Which lines of the records below contain the string "collections"? Report each of them.
--- Data section Enclosed Below ---
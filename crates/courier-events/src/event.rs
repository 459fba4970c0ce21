//! Event payloads and their runtime type tags.

use std::any::{TypeId, type_name};
use std::fmt;
use std::hash::{Hash, Hasher};

/// Marker for values that can travel through the bus.
///
/// Implemented for every `Send + Sync + 'static` type; routing is by the
/// concrete Rust type, never by content.
pub trait Event: Send + Sync + 'static {}

impl<T: Send + Sync + 'static> Event for T {}

/// Runtime routing key for an event payload type.
///
/// Equality and hashing use the [`TypeId`] only; the type name is kept for
/// logs and error messages.
#[derive(Clone, Copy)]
pub struct EventType {
    id: TypeId,
    name: &'static str,
}

impl EventType {
    /// Tag for the payload type `T`.
    #[must_use]
    pub fn of<T: Event>() -> Self {
        Self {
            id: TypeId::of::<T>(),
            name: type_name::<T>(),
        }
    }

    /// Underlying [`TypeId`].
    #[must_use]
    pub fn id(&self) -> TypeId {
        self.id
    }

    /// Fully qualified Rust type name of the payload.
    #[must_use]
    pub fn name(&self) -> &'static str {
        self.name
    }
}

impl PartialEq for EventType {
    fn eq(&self, other: &Self) -> bool {
        self.id == other.id
    }
}

impl Eq for EventType {}

impl Hash for EventType {
    fn hash<H: Hasher>(&self, state: &mut H) {
        self.id.hash(state);
    }
}

impl fmt::Debug for EventType {
    fn fmt(&self, f: &mut fmt::Formatter<'_>) -> fmt::Result {
        f.debug_tuple("EventType").field(&self.name).finish()
    }
}

impl fmt::Display for EventType {
    fn fmt(&self, f: &mut fmt::Formatter<'_>) -> fmt::Result {
        f.write_str(self.name)
    }
}

#[cfg(test)]
mod tests {
    use super::*;
    use std::collections::HashSet;

    struct Alpha;
    struct Beta;

    #[test]
    fn test_same_type_same_tag() {
        assert_eq!(EventType::of::<Alpha>(), EventType::of::<Alpha>());
        assert_ne!(EventType::of::<Alpha>(), EventType::of::<Beta>());
    }

    #[test]
    fn test_tag_hashes_by_type() {
        let mut set = HashSet::new();
        set.insert(EventType::of::<Alpha>());
        set.insert(EventType::of::<Alpha>());
        set.insert(EventType::of::<Beta>());
        assert_eq!(set.len(), 2);
    }

    #[test]
    fn test_display_uses_type_name() {
        let ty = EventType::of::<Alpha>();
        assert!(ty.to_string().ends_with("Alpha"));
        assert_eq!(ty.name(), ty.to_string());
    }
}
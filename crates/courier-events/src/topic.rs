//! Per-type broadcast channel backed by a replay buffer.
//!
//! ```text
//! enqueue(event) ──► [pending] ──► flush()
//!                                    │   (pending lock, then topic lock)
//!     ├──► replay buffer (last R events)
//!     ├──► [feed 1 backlog] ──► listener 1
//!     ├──► [feed 2 backlog] ──► listener 2
//!     └──► [feed N backlog] ──► listener N
//! ```
//!
//! Each feed owns an unbounded backlog, so a slow listener never holds up
//! injection or its siblings. Attaching takes the same lock as injecting:
//! a sticky feed sees the replay snapshot followed by every later event with
//! no gap and no duplicate.
//!
//! Posts reach the topic through the pending queue. Whoever flushes it
//! injects everything queued so far, oldest first, so injection order is
//! enqueue order no matter which task ends up doing the flush.

use std::any::Any;
use std::collections::VecDeque;
use std::sync::atomic::{AtomicU64, Ordering};
use std::sync::{Arc, Mutex, MutexGuard, PoisonError, Weak};
use tokio::sync::mpsc;
use tracing::trace;

use crate::event::{Event, EventType};
use crate::replay::ReplayBuffer;

/// Identifier of one attached feed within its topic.
#[derive(Debug, Clone, Copy, PartialEq, Eq, Hash)]
pub(crate) struct FeedId(u64);

struct Listener<T> {
    id: FeedId,
    sender: mpsc::UnboundedSender<Arc<T>>,
}

struct TopicState<T> {
    replay: ReplayBuffer<Arc<T>>,
    listeners: Vec<Listener<T>>,
    closed: bool,
}

/// Broadcast channel for one event type.
pub(crate) struct Topic<T> {
    event_type: EventType,
    state: Mutex<TopicState<T>>,
    pending: Mutex<VecDeque<Arc<T>>>,
    next_feed: AtomicU64,
}

impl<T: Event> Topic<T> {
    pub(crate) fn new(replay_capacity: usize) -> Self {
        Self {
            event_type: EventType::of::<T>(),
            state: Mutex::new(TopicState {
                replay: ReplayBuffer::new(replay_capacity),
                listeners: Vec::new(),
                closed: false,
            }),
            pending: Mutex::new(VecDeque::new()),
            next_feed: AtomicU64::new(0),
        }
    }

    // No user code runs under this lock, so a poisoned guard is still consistent.
    fn state(&self) -> MutexGuard<'_, TopicState<T>> {
        self.state.lock().unwrap_or_else(PoisonError::into_inner)
    }

    fn pending(&self) -> MutexGuard<'_, VecDeque<Arc<T>>> {
        self.pending.lock().unwrap_or_else(PoisonError::into_inner)
    }

    /// Queue an event for the next [`Self::flush`].
    pub(crate) fn enqueue(&self, event: Arc<T>) {
        self.pending().push_back(event);
    }

    /// Inject every queued event, oldest first.
    ///
    /// Returns the number of events injected by this call; a concurrent
    /// flush may already have taken them.
    pub(crate) fn flush(&self) -> usize {
        let mut pending = self.pending();
        let mut flushed = 0_usize;
        while let Some(event) = pending.pop_front() {
            self.inject(event);
            flushed = flushed.saturating_add(1);
        }
        flushed
    }

    /// Inject `event` right away, after anything still queued.
    ///
    /// Returns the number of feeds that accepted `event`.
    pub(crate) fn inject_next(&self, event: Arc<T>) -> usize {
        let mut pending = self.pending();
        while let Some(queued) = pending.pop_front() {
            self.inject(queued);
        }
        self.inject(event)
    }

    /// Take a queued event back out. `false` if it was already injected.
    pub(crate) fn withdraw(&self, event: &Arc<T>) -> bool {
        let mut pending = self.pending();
        match pending.iter().position(|queued| Arc::ptr_eq(queued, event)) {
            Some(index) => pending.remove(index).is_some(),
            None => false,
        }
    }

    /// Buffer the event and hand it to every attached feed.
    ///
    /// Returns the number of feeds that accepted the event. Feeds whose
    /// receiving side is gone are pruned on the way.
    pub(crate) fn inject(&self, event: Arc<T>) -> usize {
        let mut state = self.state();
        if state.closed {
            trace!(event_type = %self.event_type, "Dropping event for cleared topic");
            return 0;
        }

        state.replay.append(Arc::clone(&event));
        state
            .listeners
            .retain(|listener| listener.sender.send(Arc::clone(&event)).is_ok());

        let receivers = state.listeners.len();
        trace!(event_type = %self.event_type, receivers, "Event injected");
        receivers
    }

    /// Attach a new feed.
    ///
    /// A sticky feed starts with the buffered history (oldest first); a
    /// non-sticky feed only sees events injected after this call. Attaching
    /// to a cleared topic yields a feed that is already finished.
    pub(crate) fn attach(self: &Arc<Self>, sticky: bool) -> Feed<T> {
        let id = FeedId(self.next_feed.fetch_add(1, Ordering::Relaxed));
        let (sender, receiver) = mpsc::unbounded_channel();

        let mut state = self.state();
        if !state.closed {
            if sticky {
                for event in state.replay.iter() {
                    // The receiver is still in hand, so this cannot fail.
                    let _ = sender.send(Arc::clone(event));
                }
            }
            state.listeners.push(Listener { id, sender });
        }
        drop(state);

        Feed {
            id,
            receiver,
            topic: Arc::downgrade(self),
        }
    }

    /// Stop delivering to a feed and release its backlog.
    pub(crate) fn detach(&self, id: FeedId) {
        self.state().listeners.retain(|listener| listener.id != id);
    }

    /// Copy of the replay buffer, oldest first.
    pub(crate) fn replayed(&self) -> Vec<Arc<T>> {
        self.state().replay.snapshot()
    }
}

/// Lazy, unbounded sequence of events for one subscription.
///
/// Dropping the feed detaches it from its topic.
pub(crate) struct Feed<T: Event> {
    id: FeedId,
    receiver: mpsc::UnboundedReceiver<Arc<T>>,
    topic: Weak<Topic<T>>,
}

impl<T: Event> Feed<T> {
    /// Next event, or `None` once the topic was cleared or dropped.
    pub(crate) async fn recv(&mut self) -> Option<Arc<T>> {
        self.receiver.recv().await
    }

    #[cfg(test)]
    fn try_recv(&mut self) -> Option<Arc<T>> {
        self.receiver.try_recv().ok()
    }
}

impl<T: Event> Drop for Feed<T> {
    fn drop(&mut self) {
        if let Some(topic) = self.topic.upgrade() {
            topic.detach(self.id);
        }
    }
}

/// Type-erased view of a [`Topic`] so topics of every type share one map.
pub(crate) trait ErasedTopic: Send + Sync {
    fn event_type(&self) -> EventType;

    fn replay_capacity(&self) -> usize;

    fn listener_count(&self) -> usize;

    /// Detach every feed, drop the history and refuse further injections.
    fn close(&self);

    fn into_any(self: Arc<Self>) -> Arc<dyn Any + Send + Sync>;
}

impl<T: Event> ErasedTopic for Topic<T> {
    fn event_type(&self) -> EventType {
        self.event_type
    }

    fn replay_capacity(&self) -> usize {
        self.state().replay.capacity()
    }

    fn listener_count(&self) -> usize {
        self.state().listeners.len()
    }

    fn close(&self) {
        self.pending().clear();
        let mut state = self.state();
        state.closed = true;
        state.listeners.clear();
        state.replay.clear();
    }

    fn into_any(self: Arc<Self>) -> Arc<dyn Any + Send + Sync> {
        self
    }
}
--- End of Enclosed Data section ---
*Solved exercise*
    use std::collections::HashSet;
use std::collections::VecDeque;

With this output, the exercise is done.